Cigarette smoking is dangerous to your health. How do I know? I just see it on commercials and cigarette packs. In my entire life, I never had even a single stick of this cigarette – this weapon of distraction to our lungs… until this girl leaves. That was just two sticks, which equivalents to a subtraction of 10 minutes in my dear life. I never tried it again.
My emotions took me over to taste one – I mean taste two (two sticks that is). There was this girl whom I consider special to me. One day, I told her I’ll wait for her until the end of her class. To be precise, I went to her room about 1:00 pm and told her I’d wait until 6:00 pm (which is the final hour of their class). “That was stupid” I thought. But what can I do? That’s love. I’m just trying to prove I’m worthy for her. And the only way I thought was to wait for five hours. Imagine five hours of just sitting and standing, walking and staring on people, and eating with a bit of talking to anyone I could possibly talk to. I was so stupid to take such actions.
After five hours of waiting, she showed up. “Finally” I thought to myself. But she just went out with some of her friends and told me “una na’ko”. That was bull-shit! How could she be so insensitive? I’m angry, I’m furious, and I’m deliberately mad at her, yet feeling sorry to myself. I was so stupid to take such actions.
She just went away not considering what I’m thinking – and definitely not giving justifications on my actions. That was the time I thought that maybe she doesn’t really care about me; that maybe it was just really a bluff; that maybe we’re just fooling ourselves. How dreadfully awful that was; and how stupid I am to take such actions.
I quickly went out and think of anything to pour my angst and fierce with.

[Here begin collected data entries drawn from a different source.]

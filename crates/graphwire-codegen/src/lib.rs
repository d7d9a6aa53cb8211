// SPDX-License-Identifier: Apache-2.0 OR MIT
// Copyright (c) 2025-2026 naskel.com

extern crate proc_macro;

use proc_macro::TokenStream;
use quote::quote;
use syn::{parse_macro_input, Data, DeriveInput, Fields, GenericArgument, PathArguments, Type};

/// Field classification for code generation.
///
/// The closed set of shapes a serialized field can take. Widest primitives
/// sort first; reference-like fields (strings, arrays, node refs) sort
/// last, by name, matching the wire order the reader expects.
#[derive(Clone, PartialEq)]
enum FieldKind {
    Bool,
    U8,
    I8,
    U16,
    I16,
    U32,
    I32,
    U64,
    I64,
    F32,
    F64,
    Char,
    /// `String`: inline UTF-8, value semantics.
    Str,
    /// `Vec<prim>`: inline primitive array. Carries the vec-method suffix
    /// ("u8", "f64", ...).
    Array(&'static str),
    /// `Option<NodeRef>`: shared node reference.
    Ref,
    /// `Vec<Option<NodeRef>>`: inline vector of node references.
    RefArray,
}

impl FieldKind {
    /// Group rank in wire order: widest primitive kinds first, then the
    /// narrower ones, then every reference-like field.
    fn rank(&self) -> u8 {
        match self {
            FieldKind::F64 => 0,
            FieldKind::U64 | FieldKind::I64 => 1,
            FieldKind::F32 => 2,
            FieldKind::U32 | FieldKind::I32 | FieldKind::Char => 3,
            FieldKind::I16 => 4,
            FieldKind::U16 => 5,
            FieldKind::U8 | FieldKind::I8 => 6,
            FieldKind::Bool => 7,
            FieldKind::Str | FieldKind::Array(_) | FieldKind::Ref | FieldKind::RefArray => 8,
        }
    }
}

struct FieldInfo {
    name: syn::Ident,
    kind: FieldKind,
}

/// Struct-level hook paths from `#[portable(...)]`.
#[derive(Default)]
struct Hooks {
    write_with: Option<syn::Path>,
    read_with: Option<syn::Path>,
    replace_with: Option<syn::Path>,
    resolve_with: Option<syn::Path>,
}

/// `#[derive(Portable)]`: generates the static `FieldPlan`, the default
/// field walk, blank construction, and the trait plumbing for one struct.
///
/// Supports:
/// - Primitive scalars: `bool`, `u8`, `i8`, `u16`, `i16`, `u32`, `i32`,
///   `u64`, `i64`, `f32`, `f64`, `char`
/// - `String`: inline UTF-8 string
/// - `Vec<prim>` for the eight wire kinds: inline primitive array
/// - `Option<NodeRef>`: shared node reference (handles, cycles)
/// - `Vec<Option<NodeRef>>`: inline vector of node references
///
/// Field attributes:
/// - `#[portable(skip)]` - field is not serialized; reconstructed blank
/// - `#[portable(base)]` - embedded base level, serialized before this
///   level's fields (at most one per struct)
///
/// Struct attributes:
/// - `#[portable(write_with = "path", read_with = "path")]` - custom hooks
///   replacing the default walk at this level; the generated
///   `write_default_fields`/`read_default_fields` run the default walk on
///   request
/// - `#[portable(replace_with = "path")]` - substitute another node before
///   serialization
/// - `#[portable(resolve_with = "path")]` - substitute another node after
///   reading
///
/// Example:
/// ```ignore
/// use graphwire::{NodeRef, Portable};
///
/// #[derive(Portable)]
/// struct Sensor {
///     id: u32,
///     value: f64,
///     label: String,
///     history: Vec<f64>,
///     peer: Option<NodeRef>,
/// }
/// ```
#[proc_macro_derive(Portable, attributes(portable))]
pub fn derive_portable(input: TokenStream) -> TokenStream {
    let input = parse_macro_input!(input as DeriveInput);

    let name = &input.ident;
    let name_str = name.to_string();

    if !input.generics.params.is_empty() {
        return syn::Error::new_spanned(&input.generics, "Generic structs are not supported")
            .to_compile_error()
            .into();
    }

    let fields = match &input.data {
        Data::Struct(data) => match &data.fields {
            Fields::Named(f) => &f.named,
            _ => {
                return syn::Error::new_spanned(&input, "Only named fields are supported")
                    .to_compile_error()
                    .into()
            }
        },
        _ => {
            return syn::Error::new_spanned(&input, "Only structs are supported")
                .to_compile_error()
                .into()
        }
    };

    let hooks = match parse_hooks(&input.attrs) {
        Ok(hooks) => hooks,
        Err(err) => return err.to_compile_error().into(),
    };

    // Classify fields: the optional base level, serialized fields, and
    // skipped fields (blank on arrival).
    let mut base: Option<(syn::Ident, syn::Type)> = None;
    let mut infos = Vec::new();
    let mut vacant_inits = Vec::new();

    for field in fields {
        let Some(field_name) = field.ident.as_ref() else {
            return syn::Error::new_spanned(field, "Field must have a name")
                .to_compile_error()
                .into();
        };
        let (is_skip, is_base) = match parse_field_flags(&field.attrs) {
            Ok(flags) => flags,
            Err(err) => return err.to_compile_error().into(),
        };
        if is_base {
            if is_skip {
                return syn::Error::new_spanned(field, "A base field cannot also be skipped")
                    .to_compile_error()
                    .into();
            }
            if base.is_some() {
                return syn::Error::new_spanned(field, "At most one base field is allowed")
                    .to_compile_error()
                    .into();
            }
            let base_ty = field.ty.clone();
            vacant_inits.push(quote! {
                #field_name: <#base_ty as ::graphwire::Described>::vacant()
            });
            base = Some((field_name.clone(), base_ty));
            continue;
        }
        if is_skip {
            vacant_inits.push(quote! {
                #field_name: ::core::default::Default::default()
            });
            continue;
        }
        let Some(kind) = classify(&field.ty) else {
            return syn::Error::new_spanned(
                &field.ty,
                "Unsupported field type. Supported: primitive scalars, char, String, \
                 Vec<prim>, Option<NodeRef>, Vec<Option<NodeRef>>.",
            )
            .to_compile_error()
            .into();
        };
        vacant_inits.push(vacant_init(field_name, &kind));
        infos.push(FieldInfo {
            name: field_name.clone(),
            kind,
        });
    }

    // Wire order: kind group (widest first), then field name.
    infos.sort_by(|a, b| {
        a.kind
            .rank()
            .cmp(&b.kind.rank())
            .then_with(|| a.name.to_string().cmp(&b.name.to_string()))
    });

    let field_specs: Vec<_> = infos.iter().map(|f| field_spec_tokens(f)).collect();
    let write_fields: Vec<_> = infos.iter().map(|f| write_field_tokens(f)).collect();
    let read_fields: Vec<_> = infos.iter().map(|f| read_field_tokens(f)).collect();

    let base_plan = match &base {
        Some((_, ty)) => quote! {
            ::core::option::Option::Some(<#ty as ::graphwire::Described>::plan_static)
        },
        None => quote! { ::core::option::Option::None },
    };
    let base_write = base.as_ref().map(|(ident, _)| {
        quote! { ::graphwire::Portable::write_body(&self.#ident, w)?; }
    });
    let base_read = base.as_ref().map(|(ident, _)| {
        quote! { ::graphwire::Portable::read_body(&mut self.#ident, r)?; }
    });

    let write_dispatch = match &hooks.write_with {
        Some(path) => quote! { #path(self, w) },
        None => quote! { self.write_default_fields(w) },
    };
    let read_dispatch = match &hooks.read_with {
        Some(path) => quote! { #path(self, r) },
        None => quote! { self.read_default_fields(r) },
    };

    let has_write_hook = hooks.write_with.is_some();
    let has_read_hook = hooks.read_with.is_some();
    let has_replace = hooks.replace_with.is_some();
    let has_resolve = hooks.resolve_with.is_some();

    let replacement_impl = hooks.replace_with.as_ref().map(|path| {
        quote! {
            fn write_replacement(&self) -> ::core::option::Option<::graphwire::NodeRef> {
                ::core::option::Option::Some(#path(self))
            }
        }
    });
    let resolve_impl = hooks.resolve_with.as_ref().map(|path| {
        quote! {
            fn resolve_hook() -> ::core::option::Option<
                fn(::graphwire::NodeRef) -> ::graphwire::NodeRef,
            > {
                ::core::option::Option::Some(#path)
            }
        }
    });

    let expanded = quote! {
        const _: () = {
            const FIELDS: &[::graphwire::FieldSpec] = &[ #(#field_specs),* ];

            static PLAN: ::graphwire::FieldPlan = ::graphwire::FieldPlan {
                type_name: ::core::concat!(::core::module_path!(), "::", #name_str),
                base: #base_plan,
                fields: FIELDS,
                has_write_hook: #has_write_hook,
                has_read_hook: #has_read_hook,
                has_replace: #has_replace,
                has_resolve: #has_resolve,
            };

            impl #name {
                /// Default field walk for this level only, in plan order.
                /// Custom hooks call this to fall back to the generated
                /// behavior.
                pub fn write_default_fields(
                    &self,
                    w: &mut ::graphwire::GraphWriter,
                ) -> ::graphwire::Result<()> {
                    #(#write_fields)*
                    ::core::result::Result::Ok(())
                }

                /// Mirror of `write_default_fields`.
                pub fn read_default_fields(
                    &mut self,
                    r: &mut ::graphwire::GraphReader,
                ) -> ::graphwire::Result<()> {
                    #(#read_fields)*
                    ::core::result::Result::Ok(())
                }
            }

            impl ::graphwire::Described for #name {
                fn plan_static() -> &'static ::graphwire::FieldPlan {
                    &PLAN
                }

                fn vacant() -> Self {
                    Self { #(#vacant_inits),* }
                }

                #resolve_impl
            }

            impl ::graphwire::Portable for #name {
                fn plan(&self) -> &'static ::graphwire::FieldPlan {
                    &PLAN
                }

                fn write_body(
                    &self,
                    w: &mut ::graphwire::GraphWriter,
                ) -> ::graphwire::Result<()> {
                    #base_write
                    #write_dispatch
                }

                fn read_body(
                    &mut self,
                    r: &mut ::graphwire::GraphReader,
                ) -> ::graphwire::Result<()> {
                    #base_read
                    #read_dispatch
                }

                #replacement_impl

                fn as_any(&self) -> &dyn ::core::any::Any {
                    self
                }

                fn as_any_mut(&mut self) -> &mut dyn ::core::any::Any {
                    self
                }
            }
        };
    };

    TokenStream::from(expanded)
}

Cigarette. I saw the little boy across the street selling packs of them. “One stick would be enough I guess. Besides, it’s just my first time to zip chemicals” I thought to myself. And so, one stick it is. It was all cough and not even a single pleasure. My fingers and hands are shaking, probably shivering in madness. A five-minute walk to the LRT was too much to finish my new vice, but certainly not enough to think things over. I was really stupid to take such actions.
When I reach Santolan Station, I saw the usual thing – traffic. During rush hours, people are like ants and vehicles are the sweet candies they crave for. They’d do whatever it takes just to get in and go home. They’d even bump to ladies and old men to ride a jeep or a bus. I think I’d just walk to think things over. I was planning to think things without a stick. But then, I saw plenty of people walking and breathing smokes just like vehicles. I joined them. I walked an estimated 2 kilometers. Again, too much to finish my smoking, but certainly not enough to think things over. And again, I was really stupid to take such actions.
When I reached the haven of jeepneys, where I could pick any jeepney of my choice, I quickly ride to the one that has eardrum-busting music where all you can hear is the bass. While on the vehicle, I tried to think, if I had the chance I could squeeze my brains for some answers; and squeeze my heart to release my grief. I was trying to forget her until now. But I can’t get over her. Even if she doesn’t really wants me; even if she played love-fools on me; even if her love faded away. I should listen to my friends. But what can I do? That’s love and that’s life. I’m losing myself. And I need something and someone to bring me back to the line. I really messed up some things. I was really stupid to take such actions.
Two sticks of cigarette were enough to make me quit smoking. It doesn’t really give me pleasures (unlike liquors). It’s still on you if you want to stop something. It’s never a chance, it’s a choice. It was my choice to stop smoking and it was my choice to forget her. That was the part where I think I was not stupid enough to take such actions.